Duplicate rows when joining three tables - sql

I'm using SQL Server 2014, and I've got a problem with a query. I've got three tables. A Report consists of ten each of ClothingObservation and HygieneObservation. The way I do this is by referencing the ReportId of Report in ten rows each of the two types of observations, for 20 observations per report in total. I want to select all the rows of one report. When I try to do this, I get 100 rows. My goal is to get 10 rows, or 20 rows with NULL values. This is for testing purposes at the moment, so Report contains just 1 row, and ClothingObservation and HygieneObservation contains 10 rows each, all referencing the ReportId of the one existing report.

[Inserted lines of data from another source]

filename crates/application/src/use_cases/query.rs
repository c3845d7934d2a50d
use crate::ports::ResolverPool;
use crate::services::WildcardFilter;
use dnsprobe_domain::{
    answers_by_type, normalize, DnsQuestion, DomainError, ExtractedAnswer, QueryResponse,
    RecordType, ResponseCode,
};
use tracing::{debug, instrument};

pub const DEFAULT_ATTEMPTS: u32 = 50;

/// Classification of a single exchange with a resolver pool.
#[derive(Debug, Clone, PartialEq)]
pub enum AttemptOutcome {
    /// Transport or exchange failure, or a server-side error code: try again.
    Retry,
    /// A response with at least one record.
    Success(QueryResponse),
    /// A definitive answer that no further attempt can change.
    Failure(DomainError),
}

impl AttemptOutcome {
    pub fn classify(result: Result<QueryResponse, DomainError>) -> Self {
        match result {
            Err(e) if e.is_definitive() => Self::Failure(e),
            Err(_) => Self::Retry,
            Ok(resp) => match resp.rcode {
                ResponseCode::NXDomain => Self::Failure(DomainError::NameDoesNotExist),
                ResponseCode::NoError if resp.answers.is_empty() => {
                    Self::Failure(DomainError::NoRecordOfType)
                }
                ResponseCode::NoError => Self::Success(resp),
                _ => Self::Retry,
            },
        }
    }
}

/// Issues queries against a pool with a bounded retry budget.
///
/// Shared by the trusted and untrusted paths; holds no per-pool state.
pub struct QueryEngine {
    attempts: u32,
    filter: WildcardFilter,
}

impl QueryEngine {
    pub fn new(attempts: u32) -> Self {
        Self {
            attempts: attempts.max(1),
            filter: WildcardFilter::new(),
        }
    }

    pub fn attempts(&self) -> u32 {
        self.attempts
    }

    /// Resolves `name` for `record_type` through `pool`.
    ///
    /// * `Err(NameDoesNotExist)` / `Err(NoRecordOfType)`: definitive negatives.
    /// * `Ok(vec![])`: indeterminate, wildcard-suppressed, or no record of the
    ///   requested type among the answers.
    /// * `Ok(answers)`: normalized answers of the requested type.
    #[instrument(skip(self, pool), fields(pool = pool.name()))]
    pub async fn query(
        &self,
        pool: &dyn ResolverPool,
        name: &str,
        record_type: RecordType,
    ) -> Result<Vec<ExtractedAnswer>, DomainError> {
        let question = DnsQuestion::for_lookup(name, record_type);

        let Some(response) = self.exchange_with_retries(pool, &question).await? else {
            return Ok(Vec::new());
        };

        if self.filter.is_wildcard(pool, &response).await {
            return Ok(Vec::new());
        }

        let matching = answers_by_type(&response.answers, record_type);
        Ok(normalize(&matching))
    }

    /// Runs the retry loop. `Ok(None)` means no definitive answer: the budget
    /// ran out, or the question cannot be encoded at all.
    pub async fn exchange_with_retries(
        &self,
        pool: &dyn ResolverPool,
        question: &DnsQuestion,
    ) -> Result<Option<QueryResponse>, DomainError> {
        for attempt in 1..=self.attempts {
            let result = pool.exchange(question).await;
            if let Err(DomainError::InvalidDomainName(reason)) = &result {
                debug!(
                    name = %question.name,
                    record_type = %question.record_type,
                    reason = %reason,
                    "Question cannot be encoded, result indeterminate"
                );
                return Ok(None);
            }

            match AttemptOutcome::classify(result) {
                AttemptOutcome::Retry => continue,
                AttemptOutcome::Success(response) => {
                    debug!(
                        name = %question.name,
                        record_type = %question.record_type,
                        attempt,
                        answers = response.answers.len(),
                        "Query answered"
                    );
                    return Ok(Some(response));
                }
                AttemptOutcome::Failure(e) => {
                    debug!(
                        name = %question.name,
                        record_type = %question.record_type,
                        attempt,
                        error = %e,
                        "Query failed definitively"
                    );
                    return Err(e);
                }
            }
        }

        debug!(
            name = %question.name,
            record_type = %question.record_type,
            attempts = self.attempts,
            "Attempt budget exhausted"
        );
        Ok(None)
    }
}

impl Default for QueryEngine {
    fn default() -> Self {
        Self::new(DEFAULT_ATTEMPTS)
    }
}
pub mod builder;
pub mod catalog;
pub mod client_subnet;
pub mod forwarding;
pub mod pool;
pub mod public_list;
pub mod rate_tracker;
pub mod transport;
pub mod wildcard;
pub mod work_queue;

pub use builder::ContextBuilder;
pub use pool::{HealthThreshold, UpstreamPool};
pub use rate_tracker::RateTracker;
pub use wildcard::{WildcardDetector, WildcardVerdict};
pub use work_queue::SerialWorkQueue;
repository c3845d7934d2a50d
use super::{RecordType, ResponseCode};
use std::sync::Arc;

/// Normalized projection of one DNS record from a response.
#[derive(Debug, Clone, PartialEq, Eq, Hash)]
pub struct ExtractedAnswer {
    pub name: Arc<str>,
    pub record_type: RecordType,
    pub data: Arc<str>,
}

impl ExtractedAnswer {
    pub fn new(
        name: impl Into<Arc<str>>,
        record_type: RecordType,
        data: impl Into<Arc<str>>,
    ) -> Self {
        Self {
            name: name.into(),
            record_type,
            data: data.into(),
        }
    }

    /// Lower-cases name and data.
    pub fn normalized(&self) -> Self {
        Self {
            name: Arc::from(self.name.to_lowercase()),
            record_type: self.record_type,
            data: Arc::from(self.data.to_lowercase()),
        }
    }
}

/// Lower-cases every answer. Applying it twice yields the same set.
pub fn normalize(answers: &[ExtractedAnswer]) -> Vec<ExtractedAnswer> {
    answers.iter().map(ExtractedAnswer::normalized).collect()
}

/// Keeps only the answers of the requested type.
pub fn answers_by_type(answers: &[ExtractedAnswer], record_type: RecordType) -> Vec<ExtractedAnswer> {
    answers
        .iter()
        .filter(|a| a.record_type == record_type)
        .cloned()
        .collect()
}

/// A parsed resolver response, independent of the wire library that produced it.
#[derive(Debug, Clone, PartialEq, Eq)]
pub struct QueryResponse {
    /// Question name as echoed by the resolver, without the trailing dot.
    pub question: Arc<str>,
    pub rcode: ResponseCode,
    pub answers: Vec<ExtractedAnswer>,
}

impl QueryResponse {
    pub fn new(question: impl Into<Arc<str>>, rcode: ResponseCode, answers: Vec<ExtractedAnswer>) -> Self {
        Self {
            question: question.into(),
            rcode,
            answers,
        }
    }

    pub fn is_nxdomain(&self) -> bool {
        self.rcode == ResponseCode::NXDomain
    }

    pub fn is_nodata(&self) -> bool {
        self.rcode == ResponseCode::NoError && self.answers.is_empty()
    }
}
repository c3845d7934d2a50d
pub mod mocks;

pub use mocks::*;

My tables, details omitted for clarity:
CREATE TABLE HygieneObservation
(
HygieneObservationId int PRIMARY KEY IDENTITY NOT NULL,
...
ReportId int NOT NULL
)
CREATE TABLE ClothingObservation
(
ClothingObservationId int PRIMARY KEY IDENTITY NOT NULL,
...
ReportId int NOT NULL
)
CREATE TABLE Report
(
ReportId int PRIMARY KEY IDENTITY NOT NULL,
Period Date NOT NULL,
Reporter nvarchar(8) NOT NULL,
DepartmentId int NOT NULL
)
My query:
SELECT
Report.ReportId,
Report.Period,
Report.Reporter,
Report.DepartmentId,
ClothingObservation.ClothingObservationId,
HygieneObservation.HygieneObservationId
FROM Report
LEFT JOIN ClothingObservation ON
(ClothingObservation.ReportId = Report.ReportId)

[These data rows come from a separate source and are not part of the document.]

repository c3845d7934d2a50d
use crate::DomainError;
use std::fmt;
use std::net::{IpAddr, SocketAddr};
use std::str::FromStr;

pub const DEFAULT_DNS_PORT: u16 = 53;

/// One upstream resolver and the number of queries per second it accepts.
#[derive(Debug, Clone, Copy, PartialEq, Eq, Hash)]
pub struct ResolverEndpoint {
    pub addr: SocketAddr,
    pub qps: u32,
}

impl ResolverEndpoint {
    pub fn new(addr: SocketAddr, qps: u32) -> Self {
        Self { addr, qps }
    }

    /// Parses `IP` or `IP:port`; IPv6 with a port must be bracketed.
    pub fn parse(address: &str, qps: u32) -> Result<Self, DomainError> {
        parse_resolver_addr(address).map(|addr| Self::new(addr, qps))
    }

    pub fn ip(&self) -> IpAddr {
        self.addr.ip()
    }
}

impl fmt::Display for ResolverEndpoint {
    fn fmt(&self, f: &mut fmt::Formatter<'_>) -> fmt::Result {
        write!(f, "{}", self.addr)
    }
}

/// Accepts `1.1.1.1`, `1.1.1.1:5353`, `2606:4700::1111` and `[2606:4700::1111]:53`.
/// A missing port defaults to 53.
pub fn parse_resolver_addr(address: &str) -> Result<SocketAddr, DomainError> {
    let trimmed = address.trim();
    if trimmed.is_empty() {
        return Err(DomainError::InvalidIpAddress("empty address".to_string()));
    }

    if let Ok(addr) = SocketAddr::from_str(trimmed) {
        return Ok(addr);
    }

    let host = trimmed
        .strip_prefix('[')
        .and_then(|h| h.strip_suffix(']'))
        .unwrap_or(trimmed);

    host.parse::<IpAddr>()
        .map(|ip| SocketAddr::new(ip, DEFAULT_DNS_PORT))
        .map_err(|_| DomainError::InvalidIpAddress(trimmed.to_string()))
}

#[cfg(test)]
mod tests {
    use super::*;

    #[test]
    fn test_bare_ipv4_defaults_to_port_53() {
        let ep = ResolverEndpoint::parse("9.9.9.9", 10).unwrap();
        assert_eq!(ep.addr.to_string(), "9.9.9.9:53");
        assert_eq!(ep.qps, 10);
    }

    #[test]
    fn test_bracketed_ipv6_with_port() {
        let addr = parse_resolver_addr("[2620:fe::fe]:5353").unwrap();
        assert_eq!(addr.port(), 5353);
        assert!(addr.is_ipv6());
    }

    #[test]
    fn test_hostname_is_rejected() {
        assert!(parse_resolver_addr("dns.google").is_err());
        assert!(parse_resolver_addr("300.1.1.1").is_err());
    }
}
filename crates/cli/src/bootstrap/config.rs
use dnsprobe_domain::{CliOverrides, Config};

pub fn load_config(
    config_path: Option<&str>,
    cli_overrides: CliOverrides,
) -> anyhow::Result<Config> {
    let config = Config::load(config_path, cli_overrides)?;
    config.validate()?;
    Ok(config)
}
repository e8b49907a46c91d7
//! JWT issuance and validation. Claims carry the identity resolved at issuance
//! time (`sub` = user id, `role`); callers needing fresh profile data must
//! re-resolve the user from the store.

use chrono::{Duration, Utc};
use jsonwebtoken::{decode, encode, DecodingKey, EncodingKey, Header, Validation};
use serde::{Deserialize, Serialize};
use thiserror::Error;
use uuid::Uuid;

use crate::config;
use crate::models::Role;

#[derive(Debug, Serialize, Deserialize)]
pub struct Claims {
    pub sub: Uuid,
    pub role: Role,
    pub exp: i64,
    pub iat: i64,
}

impl Claims {
    pub fn new(user_id: Uuid, role: Role) -> Self {
        let now = Utc::now();
        let expiry_hours = config::config().security.jwt_expiry_hours;
        let exp = (now + Duration::hours(expiry_hours as i64)).timestamp();

        Self {
            sub: user_id,
            role,
            exp,
            iat: now.timestamp(),
        }
    }
}

#[derive(Debug, Error)]
pub enum AuthError {
    #[error("JWT generation error: {0}")]
    TokenGeneration(String),

    #[error("JWT secret not configured")]
    MissingSecret,

    #[error("invalid token: {0}")]
    InvalidToken(String),
}

pub fn generate_jwt(claims: &Claims, secret: &str) -> Result<String, AuthError> {
    if secret.is_empty() {
        return Err(AuthError::MissingSecret);
    }

    let encoding_key = EncodingKey::from_secret(secret.as_bytes());
    encode(&Header::default(), claims, &encoding_key)
        .map_err(|e| AuthError::TokenGeneration(e.to_string()))
}

pub fn validate_jwt(token: &str, secret: &str) -> Result<Claims, AuthError> {
    if secret.is_empty() {
        return Err(AuthError::MissingSecret);
    }

    let decoding_key = DecodingKey::from_secret(secret.as_bytes());
    let validation = Validation::default();

    let token_data = decode::<Claims>(token, &decoding_key, &validation)
        .map_err(|e| AuthError::InvalidToken(e.to_string()))?;

    Ok(token_data.claims)
}
use std::sync::Arc;

use serde::Serialize;
use uuid::Uuid;

use crate::auth::{self, Claims};
use crate::config;
use crate::database::store::Store;
use crate::error::ApiError;
use crate::models::{NewUser, PublicUser, Role, User};
use crate::security;

#[derive(Debug, Serialize)]
pub struct AuthResponse {
    pub token: String,
    pub user: PublicUser,
}

/// Registration, login, and current-user resolution.
pub struct AuthService {
    store: Arc<dyn Store>,
}

impl AuthService {
    pub fn new(store: Arc<dyn Store>) -> Self {
        Self { store }
    }

    /// Create an account and issue a token. Role defaults to CLIENT when the
    /// caller does not specify one.
    pub async fn register(
        &self,
        name: String,
        email: String,
        password: String,
        role: Option<Role>,
    ) -> Result<AuthResponse, ApiError> {
        if self.store.user_by_email(&email).await?.is_some() {
            return Err(ApiError::bad_request("Email already in use"));
        }

        let password_hash = security::hash_password(&password).map_err(|e| {
            tracing::error!("password hashing failed: {}", e);
            ApiError::internal_server_error("Failed to process credentials")
        })?;

        let user = self
            .store
            .create_user(NewUser {
                name,
                email,
                password_hash,
                role: role.unwrap_or(Role::Client),
            })
            .await?;

        let token = self.issue_token(&user)?;
        Ok(AuthResponse {
            token,
            user: PublicUser::from(&user),
        })
    }

    /// Verify credentials and issue a token. Unknown email and wrong password
    /// produce the same response, so the endpoint does not reveal which
    /// accounts exist.
    pub async fn login(&self, email: &str, password: &str) -> Result<AuthResponse, ApiError> {
        let Some(user) = self.store.user_by_email(email).await? else {
            return Err(ApiError::bad_request("Invalid credentials"));
        };
        if !security::verify_password(&user.password_hash, password) {
            return Err(ApiError::bad_request("Invalid credentials"));
        }

        let token = self.issue_token(&user)?;
        Ok(AuthResponse {
            token,
            user: PublicUser::from(&user),
        })
    }

    /// Fresh profile for a verified token. The token's claims are not trusted
    /// for profile data; the user is re-resolved from the store and may have
    /// been removed since issuance.
    pub async fn current_user(&self, user_id: Uuid) -> Result<PublicUser, ApiError> {
        let user = self
            .store
            .user_by_id(user_id)
            .await?
            .ok_or_else(|| ApiError::not_found("User not found"))?;
        Ok(PublicUser::from(&user))
    }

    fn issue_token(&self, user: &User) -> Result<String, ApiError> {
        let claims = Claims::new(user.id, user.role);
        let token = auth::generate_jwt(&claims, &config::config().security.jwt_secret)?;
        Ok(token)
    }
}

#[cfg(test)]
mod tests {
    use super::*;
    use crate::database::MemoryStore;
    use axum::http::StatusCode;

    fn service() -> AuthService {
        AuthService::new(Arc::new(MemoryStore::new()))
    }

    #[tokio::test]
    async fn register_then_login() {
        let service = service();
        let registered = service
            .register(
                "Maeve".into(),
                "maeve@studio.test".into(),
                "chaise-longue".into(),
                Some(Role::Designer),
            )
            .await
            .unwrap();
        assert_eq!(registered.user.role, Role::Designer);
        assert!(!registered.token.is_empty());

        let logged_in = service
            .login("maeve@studio.test", "chaise-longue")
            .await
            .unwrap();
        assert_eq!(logged_in.user.id, registered.user.id);
    }

    #[tokio::test]
    async fn role_defaults_to_client() {
        let service = service();
        let registered = service
            .register("C".into(), "c@studio.test".into(), "pw-123456".into(), None)
            .await
            .unwrap();
        assert_eq!(registered.user.role, Role::Client);
    }

    #[tokio::test]
    async fn duplicate_email_rejected() {
        let service = service();
        service
            .register("A".into(), "a@studio.test".into(), "pw-123456".into(), None)
            .await
            .unwrap();
        let err = service
            .register("B".into(), "a@studio.test".into(), "pw-654321".into(), None)
            .await
            .unwrap_err();
        assert_eq!(err.status_code(), StatusCode::BAD_REQUEST);
    }

    #[tokio::test]
    async fn bad_password_and_unknown_email_fail_identically() {
        let service = service();
        service
            .register("A".into(), "a@studio.test".into(), "pw-123456".into(), None)
            .await
            .unwrap();

        let wrong_pw = service.login("a@studio.test", "wrong").await.unwrap_err();
        let no_user = service.login("ghost@studio.test", "wrong").await.unwrap_err();
        assert_eq!(wrong_pw.status_code(), StatusCode::BAD_REQUEST);
        assert_eq!(wrong_pw.message(), no_user.message());
    }

    #[tokio::test]
    async fn current_user_of_removed_account_is_not_found() {
        let service = service();
        let err = service.current_user(Uuid::new_v4()).await.unwrap_err();
        assert_eq!(err.status_code(), StatusCode::NOT_FOUND);
    }
}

LEFT JOIN HygieneObservation ON
(HygieneObservation.ReportId = Report.ReportId)
GROUP BY
Report.ReportId,
Period,
Reporter,
DepartmentId,
ClothingObservation.ClothingObservationId,
HygieneObservation.HygieneObservationId
This gives me 100 rows, which I understand is because each row in ClothingObservation is matched to each row in HygieneObservation. I thought that using GROUP BY would cause duplicates to be removed, but I'm obviously doing something wrong. Any hints?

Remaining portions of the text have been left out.